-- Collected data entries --
☆ ☆ ☆ ☆

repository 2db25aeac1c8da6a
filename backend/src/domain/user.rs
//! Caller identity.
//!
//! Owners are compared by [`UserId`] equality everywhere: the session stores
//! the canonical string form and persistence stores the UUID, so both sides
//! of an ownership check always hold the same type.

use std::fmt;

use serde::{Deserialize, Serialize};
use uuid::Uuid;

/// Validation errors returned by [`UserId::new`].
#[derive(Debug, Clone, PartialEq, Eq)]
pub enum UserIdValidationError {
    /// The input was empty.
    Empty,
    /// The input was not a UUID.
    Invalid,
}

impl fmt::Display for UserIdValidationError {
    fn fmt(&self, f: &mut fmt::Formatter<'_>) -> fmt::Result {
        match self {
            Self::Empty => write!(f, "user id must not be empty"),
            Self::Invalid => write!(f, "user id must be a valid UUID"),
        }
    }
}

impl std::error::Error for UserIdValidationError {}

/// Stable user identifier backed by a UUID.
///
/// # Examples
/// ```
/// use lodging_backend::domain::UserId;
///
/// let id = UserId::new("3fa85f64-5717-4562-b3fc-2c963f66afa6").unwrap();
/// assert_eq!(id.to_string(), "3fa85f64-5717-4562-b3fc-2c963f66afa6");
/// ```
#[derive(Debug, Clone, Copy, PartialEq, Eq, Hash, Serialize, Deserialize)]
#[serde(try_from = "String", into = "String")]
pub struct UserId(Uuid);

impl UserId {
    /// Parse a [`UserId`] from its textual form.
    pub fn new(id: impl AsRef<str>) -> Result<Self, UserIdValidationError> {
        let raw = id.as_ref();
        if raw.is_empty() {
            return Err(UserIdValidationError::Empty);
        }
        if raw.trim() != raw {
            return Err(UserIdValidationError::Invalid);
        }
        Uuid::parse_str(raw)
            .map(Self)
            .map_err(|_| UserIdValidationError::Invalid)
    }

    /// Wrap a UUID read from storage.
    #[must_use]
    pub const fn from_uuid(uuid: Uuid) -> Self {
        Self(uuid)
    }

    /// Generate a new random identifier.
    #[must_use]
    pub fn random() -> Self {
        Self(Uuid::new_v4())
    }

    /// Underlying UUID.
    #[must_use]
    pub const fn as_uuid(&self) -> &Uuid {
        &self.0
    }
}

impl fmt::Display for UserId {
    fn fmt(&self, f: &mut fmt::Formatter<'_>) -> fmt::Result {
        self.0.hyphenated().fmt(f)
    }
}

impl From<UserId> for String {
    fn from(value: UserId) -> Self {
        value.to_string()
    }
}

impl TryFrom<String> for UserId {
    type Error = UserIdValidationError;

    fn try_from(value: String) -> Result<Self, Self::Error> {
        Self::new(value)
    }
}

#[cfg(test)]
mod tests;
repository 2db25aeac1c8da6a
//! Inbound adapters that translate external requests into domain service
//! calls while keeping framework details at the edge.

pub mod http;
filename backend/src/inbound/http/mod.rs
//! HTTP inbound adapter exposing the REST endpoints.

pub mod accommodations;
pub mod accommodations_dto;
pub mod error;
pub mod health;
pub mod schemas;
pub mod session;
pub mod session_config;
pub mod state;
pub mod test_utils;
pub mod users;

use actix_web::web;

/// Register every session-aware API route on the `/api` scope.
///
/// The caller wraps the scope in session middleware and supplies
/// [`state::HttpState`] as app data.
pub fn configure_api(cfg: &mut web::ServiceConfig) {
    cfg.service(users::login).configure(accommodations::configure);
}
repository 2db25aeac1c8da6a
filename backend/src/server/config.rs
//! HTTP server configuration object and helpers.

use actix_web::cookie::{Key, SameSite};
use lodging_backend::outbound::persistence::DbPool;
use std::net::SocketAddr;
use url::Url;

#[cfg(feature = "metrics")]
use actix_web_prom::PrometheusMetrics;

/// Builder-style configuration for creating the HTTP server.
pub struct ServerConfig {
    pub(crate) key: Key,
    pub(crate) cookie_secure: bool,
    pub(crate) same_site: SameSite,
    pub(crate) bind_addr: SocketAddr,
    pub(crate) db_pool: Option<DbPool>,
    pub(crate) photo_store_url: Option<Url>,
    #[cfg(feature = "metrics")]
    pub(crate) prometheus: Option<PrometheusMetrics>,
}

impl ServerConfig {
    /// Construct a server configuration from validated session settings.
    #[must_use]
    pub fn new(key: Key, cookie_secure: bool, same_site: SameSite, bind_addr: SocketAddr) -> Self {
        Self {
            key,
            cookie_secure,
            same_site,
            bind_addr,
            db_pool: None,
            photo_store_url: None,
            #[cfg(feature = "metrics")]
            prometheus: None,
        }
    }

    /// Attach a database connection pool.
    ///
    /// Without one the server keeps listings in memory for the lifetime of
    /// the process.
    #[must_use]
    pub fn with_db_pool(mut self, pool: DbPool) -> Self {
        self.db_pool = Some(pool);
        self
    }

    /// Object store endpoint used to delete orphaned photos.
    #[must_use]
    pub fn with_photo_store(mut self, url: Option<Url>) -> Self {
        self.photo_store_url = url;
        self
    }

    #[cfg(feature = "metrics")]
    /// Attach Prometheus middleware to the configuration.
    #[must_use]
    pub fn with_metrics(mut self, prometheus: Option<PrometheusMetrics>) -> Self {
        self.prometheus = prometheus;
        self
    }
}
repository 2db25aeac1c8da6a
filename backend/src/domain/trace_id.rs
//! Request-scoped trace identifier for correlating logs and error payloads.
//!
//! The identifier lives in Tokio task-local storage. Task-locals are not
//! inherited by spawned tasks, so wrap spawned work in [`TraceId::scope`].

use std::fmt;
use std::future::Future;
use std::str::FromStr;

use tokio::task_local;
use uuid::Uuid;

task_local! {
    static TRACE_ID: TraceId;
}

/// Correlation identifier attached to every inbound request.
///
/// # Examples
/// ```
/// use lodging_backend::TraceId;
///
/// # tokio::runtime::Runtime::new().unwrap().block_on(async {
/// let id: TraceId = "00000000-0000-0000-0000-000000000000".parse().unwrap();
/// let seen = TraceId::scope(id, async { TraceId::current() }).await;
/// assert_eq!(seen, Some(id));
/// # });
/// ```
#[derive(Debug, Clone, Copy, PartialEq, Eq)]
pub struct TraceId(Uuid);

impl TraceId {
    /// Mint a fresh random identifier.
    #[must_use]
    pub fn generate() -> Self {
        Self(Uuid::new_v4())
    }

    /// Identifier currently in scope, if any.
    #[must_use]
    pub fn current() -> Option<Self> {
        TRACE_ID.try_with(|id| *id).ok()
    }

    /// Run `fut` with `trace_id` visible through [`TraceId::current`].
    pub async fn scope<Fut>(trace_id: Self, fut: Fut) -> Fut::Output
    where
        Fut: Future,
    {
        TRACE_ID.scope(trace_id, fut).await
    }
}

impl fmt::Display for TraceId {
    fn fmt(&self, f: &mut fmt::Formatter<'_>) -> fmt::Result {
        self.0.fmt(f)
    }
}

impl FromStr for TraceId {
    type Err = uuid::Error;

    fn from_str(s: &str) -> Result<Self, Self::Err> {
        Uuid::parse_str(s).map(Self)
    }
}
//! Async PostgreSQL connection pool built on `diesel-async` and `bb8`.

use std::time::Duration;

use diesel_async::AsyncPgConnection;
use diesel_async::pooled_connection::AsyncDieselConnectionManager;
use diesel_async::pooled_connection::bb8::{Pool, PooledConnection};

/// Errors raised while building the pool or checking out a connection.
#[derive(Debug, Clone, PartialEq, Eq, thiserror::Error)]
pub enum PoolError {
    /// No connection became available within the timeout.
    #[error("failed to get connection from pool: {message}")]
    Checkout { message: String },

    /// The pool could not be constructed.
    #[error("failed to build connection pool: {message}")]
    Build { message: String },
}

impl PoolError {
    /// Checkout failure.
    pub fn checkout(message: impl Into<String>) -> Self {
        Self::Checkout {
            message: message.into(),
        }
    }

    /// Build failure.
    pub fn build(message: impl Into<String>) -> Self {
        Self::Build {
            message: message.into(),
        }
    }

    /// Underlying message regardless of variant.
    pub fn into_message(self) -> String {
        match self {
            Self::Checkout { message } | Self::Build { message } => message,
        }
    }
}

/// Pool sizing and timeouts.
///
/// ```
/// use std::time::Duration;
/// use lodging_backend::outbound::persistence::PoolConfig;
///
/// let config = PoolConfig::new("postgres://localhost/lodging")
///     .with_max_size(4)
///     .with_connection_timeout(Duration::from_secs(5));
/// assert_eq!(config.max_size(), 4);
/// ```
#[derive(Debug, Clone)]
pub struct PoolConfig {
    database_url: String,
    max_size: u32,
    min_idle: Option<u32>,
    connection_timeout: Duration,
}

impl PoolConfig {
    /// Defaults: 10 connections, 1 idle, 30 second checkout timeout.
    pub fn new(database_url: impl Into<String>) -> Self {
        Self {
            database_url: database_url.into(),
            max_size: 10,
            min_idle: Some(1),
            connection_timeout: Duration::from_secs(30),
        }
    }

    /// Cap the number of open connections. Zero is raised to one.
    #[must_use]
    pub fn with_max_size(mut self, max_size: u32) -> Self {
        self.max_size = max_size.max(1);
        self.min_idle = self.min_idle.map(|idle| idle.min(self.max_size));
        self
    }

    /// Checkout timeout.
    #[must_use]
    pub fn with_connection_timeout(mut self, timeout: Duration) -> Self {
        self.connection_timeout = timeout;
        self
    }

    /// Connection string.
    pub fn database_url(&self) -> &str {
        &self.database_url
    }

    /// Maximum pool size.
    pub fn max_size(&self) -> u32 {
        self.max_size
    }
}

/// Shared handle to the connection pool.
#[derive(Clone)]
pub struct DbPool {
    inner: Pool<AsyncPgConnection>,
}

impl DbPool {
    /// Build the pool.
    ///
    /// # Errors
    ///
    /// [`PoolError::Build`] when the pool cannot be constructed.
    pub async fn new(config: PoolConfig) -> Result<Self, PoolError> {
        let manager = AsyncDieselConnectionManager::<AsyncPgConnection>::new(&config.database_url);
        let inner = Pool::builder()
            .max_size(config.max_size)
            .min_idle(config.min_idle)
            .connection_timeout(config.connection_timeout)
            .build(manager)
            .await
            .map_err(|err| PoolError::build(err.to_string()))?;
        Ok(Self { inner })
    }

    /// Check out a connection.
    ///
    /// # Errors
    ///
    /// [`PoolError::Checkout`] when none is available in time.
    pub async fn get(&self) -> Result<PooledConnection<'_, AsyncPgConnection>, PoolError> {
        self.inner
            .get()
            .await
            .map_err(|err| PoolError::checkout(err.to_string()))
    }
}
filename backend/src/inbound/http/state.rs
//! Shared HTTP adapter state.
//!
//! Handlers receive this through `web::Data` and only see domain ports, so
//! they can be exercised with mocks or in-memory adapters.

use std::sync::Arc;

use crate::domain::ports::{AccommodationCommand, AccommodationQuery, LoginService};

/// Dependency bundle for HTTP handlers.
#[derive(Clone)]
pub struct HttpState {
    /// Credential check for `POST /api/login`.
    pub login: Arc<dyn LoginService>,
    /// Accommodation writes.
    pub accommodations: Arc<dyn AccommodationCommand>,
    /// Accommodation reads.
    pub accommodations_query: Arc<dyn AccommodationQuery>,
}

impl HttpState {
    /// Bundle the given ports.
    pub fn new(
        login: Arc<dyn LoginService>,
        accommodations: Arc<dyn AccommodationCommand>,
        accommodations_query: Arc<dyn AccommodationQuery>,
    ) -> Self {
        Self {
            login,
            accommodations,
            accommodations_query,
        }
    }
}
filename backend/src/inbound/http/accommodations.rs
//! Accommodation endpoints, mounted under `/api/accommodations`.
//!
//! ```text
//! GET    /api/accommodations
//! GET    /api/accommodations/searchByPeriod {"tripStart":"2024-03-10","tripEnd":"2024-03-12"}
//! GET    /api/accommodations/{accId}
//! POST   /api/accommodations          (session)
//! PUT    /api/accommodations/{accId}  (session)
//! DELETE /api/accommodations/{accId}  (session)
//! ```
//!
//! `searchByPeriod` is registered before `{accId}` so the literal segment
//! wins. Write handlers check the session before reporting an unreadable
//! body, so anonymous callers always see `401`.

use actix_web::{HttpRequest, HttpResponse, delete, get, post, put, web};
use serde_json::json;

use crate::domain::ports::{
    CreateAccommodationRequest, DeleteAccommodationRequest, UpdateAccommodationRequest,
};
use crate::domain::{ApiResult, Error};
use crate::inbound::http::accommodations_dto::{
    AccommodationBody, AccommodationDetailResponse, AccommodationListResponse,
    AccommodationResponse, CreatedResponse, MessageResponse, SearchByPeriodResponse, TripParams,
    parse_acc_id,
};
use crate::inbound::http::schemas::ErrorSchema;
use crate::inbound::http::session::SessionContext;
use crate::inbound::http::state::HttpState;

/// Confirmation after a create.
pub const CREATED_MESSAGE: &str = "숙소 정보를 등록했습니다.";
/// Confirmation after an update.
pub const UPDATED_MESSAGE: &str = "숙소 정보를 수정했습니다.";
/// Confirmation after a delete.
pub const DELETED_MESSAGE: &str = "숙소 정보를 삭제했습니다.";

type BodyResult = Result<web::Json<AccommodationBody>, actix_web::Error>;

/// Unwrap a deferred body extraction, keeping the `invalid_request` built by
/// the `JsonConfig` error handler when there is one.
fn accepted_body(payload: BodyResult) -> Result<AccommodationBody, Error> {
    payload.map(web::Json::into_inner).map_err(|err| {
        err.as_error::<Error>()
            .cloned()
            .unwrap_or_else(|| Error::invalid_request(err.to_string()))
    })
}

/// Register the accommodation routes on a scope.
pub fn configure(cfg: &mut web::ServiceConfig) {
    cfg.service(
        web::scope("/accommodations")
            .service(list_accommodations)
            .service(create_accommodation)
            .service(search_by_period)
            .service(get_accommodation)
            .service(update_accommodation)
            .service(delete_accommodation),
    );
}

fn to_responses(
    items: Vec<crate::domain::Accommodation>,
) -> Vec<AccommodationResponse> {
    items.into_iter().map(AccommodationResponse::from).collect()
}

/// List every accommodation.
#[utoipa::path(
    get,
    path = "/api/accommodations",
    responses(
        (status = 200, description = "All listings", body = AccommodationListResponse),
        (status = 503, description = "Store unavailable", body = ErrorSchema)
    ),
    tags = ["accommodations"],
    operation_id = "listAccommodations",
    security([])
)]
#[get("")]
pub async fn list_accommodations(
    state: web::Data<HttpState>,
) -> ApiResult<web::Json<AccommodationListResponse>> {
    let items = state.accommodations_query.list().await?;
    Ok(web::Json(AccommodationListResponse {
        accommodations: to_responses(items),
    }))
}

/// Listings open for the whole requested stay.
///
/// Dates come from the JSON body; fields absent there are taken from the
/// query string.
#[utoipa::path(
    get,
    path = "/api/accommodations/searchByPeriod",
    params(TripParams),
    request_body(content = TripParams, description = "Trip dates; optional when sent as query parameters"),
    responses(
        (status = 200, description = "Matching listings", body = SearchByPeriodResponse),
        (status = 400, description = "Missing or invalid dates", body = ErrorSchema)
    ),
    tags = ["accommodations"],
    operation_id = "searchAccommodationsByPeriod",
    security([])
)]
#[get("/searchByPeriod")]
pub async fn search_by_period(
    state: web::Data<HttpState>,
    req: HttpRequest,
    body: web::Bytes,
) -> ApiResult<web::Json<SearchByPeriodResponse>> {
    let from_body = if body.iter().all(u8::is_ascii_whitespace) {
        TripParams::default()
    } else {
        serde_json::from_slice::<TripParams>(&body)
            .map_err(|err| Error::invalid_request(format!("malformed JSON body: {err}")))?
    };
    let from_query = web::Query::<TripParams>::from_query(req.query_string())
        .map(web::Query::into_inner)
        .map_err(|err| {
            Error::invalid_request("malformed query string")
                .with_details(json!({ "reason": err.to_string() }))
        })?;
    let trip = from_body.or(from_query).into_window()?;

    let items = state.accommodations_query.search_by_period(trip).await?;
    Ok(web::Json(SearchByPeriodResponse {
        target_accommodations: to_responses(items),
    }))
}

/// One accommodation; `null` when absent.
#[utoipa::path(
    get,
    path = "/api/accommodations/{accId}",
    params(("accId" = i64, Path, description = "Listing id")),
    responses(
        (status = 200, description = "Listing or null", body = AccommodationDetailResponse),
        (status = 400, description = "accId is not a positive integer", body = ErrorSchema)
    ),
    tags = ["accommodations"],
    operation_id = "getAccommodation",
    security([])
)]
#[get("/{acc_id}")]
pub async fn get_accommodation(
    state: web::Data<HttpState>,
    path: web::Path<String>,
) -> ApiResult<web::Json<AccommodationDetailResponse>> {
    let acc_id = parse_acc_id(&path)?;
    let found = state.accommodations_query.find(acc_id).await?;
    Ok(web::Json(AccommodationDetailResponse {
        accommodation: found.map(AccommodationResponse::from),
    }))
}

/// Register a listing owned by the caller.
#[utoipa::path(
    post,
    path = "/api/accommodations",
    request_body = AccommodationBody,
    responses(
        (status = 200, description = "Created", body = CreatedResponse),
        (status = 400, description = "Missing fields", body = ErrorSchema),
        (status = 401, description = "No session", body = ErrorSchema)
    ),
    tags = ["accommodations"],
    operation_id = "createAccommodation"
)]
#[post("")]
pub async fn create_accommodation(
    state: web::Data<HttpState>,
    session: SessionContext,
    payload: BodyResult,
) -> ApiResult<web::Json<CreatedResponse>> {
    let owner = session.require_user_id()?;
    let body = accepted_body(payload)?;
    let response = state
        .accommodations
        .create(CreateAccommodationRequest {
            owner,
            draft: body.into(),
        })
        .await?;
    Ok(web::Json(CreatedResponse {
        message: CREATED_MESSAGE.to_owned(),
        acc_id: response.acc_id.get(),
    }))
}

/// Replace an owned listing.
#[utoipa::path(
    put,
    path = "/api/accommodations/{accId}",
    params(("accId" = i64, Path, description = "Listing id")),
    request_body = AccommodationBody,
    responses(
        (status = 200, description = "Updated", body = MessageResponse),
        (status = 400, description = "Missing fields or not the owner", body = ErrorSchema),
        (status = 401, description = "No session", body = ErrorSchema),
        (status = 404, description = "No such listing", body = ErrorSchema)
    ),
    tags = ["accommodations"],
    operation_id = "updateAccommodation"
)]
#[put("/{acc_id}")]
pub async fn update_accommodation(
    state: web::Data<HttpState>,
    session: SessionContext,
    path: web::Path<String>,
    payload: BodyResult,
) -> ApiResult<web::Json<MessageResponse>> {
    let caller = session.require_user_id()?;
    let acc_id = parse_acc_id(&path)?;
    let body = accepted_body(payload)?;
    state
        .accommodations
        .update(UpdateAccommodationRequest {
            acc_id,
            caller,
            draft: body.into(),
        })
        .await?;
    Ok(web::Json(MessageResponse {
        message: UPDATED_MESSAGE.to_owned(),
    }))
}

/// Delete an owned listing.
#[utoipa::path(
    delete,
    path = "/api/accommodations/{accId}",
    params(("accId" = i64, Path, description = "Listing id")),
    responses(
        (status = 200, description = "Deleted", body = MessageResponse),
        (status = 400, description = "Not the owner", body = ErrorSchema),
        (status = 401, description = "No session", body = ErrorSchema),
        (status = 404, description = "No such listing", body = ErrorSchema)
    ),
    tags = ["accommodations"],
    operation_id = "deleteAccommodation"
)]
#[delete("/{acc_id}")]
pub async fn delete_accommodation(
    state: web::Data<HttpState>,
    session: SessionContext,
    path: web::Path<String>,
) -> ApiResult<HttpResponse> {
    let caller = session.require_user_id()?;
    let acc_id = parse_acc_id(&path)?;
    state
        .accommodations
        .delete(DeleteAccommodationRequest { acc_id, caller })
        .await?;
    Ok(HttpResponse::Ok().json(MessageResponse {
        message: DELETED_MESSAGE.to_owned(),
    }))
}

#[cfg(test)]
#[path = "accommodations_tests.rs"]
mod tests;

☆ ☆ ☆ ☆

-- What the task asks --
What the task asks for is a word-for-word repeat of the lines above, from the first through the one containing "so both sides".

-- Answer to the exercise --
repository 2db25aeac1c8da6a
filename backend/src/domain/user.rs
//! Caller identity.
//!
//! Owners are compared by [`UserId`] equality everywhere: the session stores
//! the canonical string form and persistence stores the UUID, so both sides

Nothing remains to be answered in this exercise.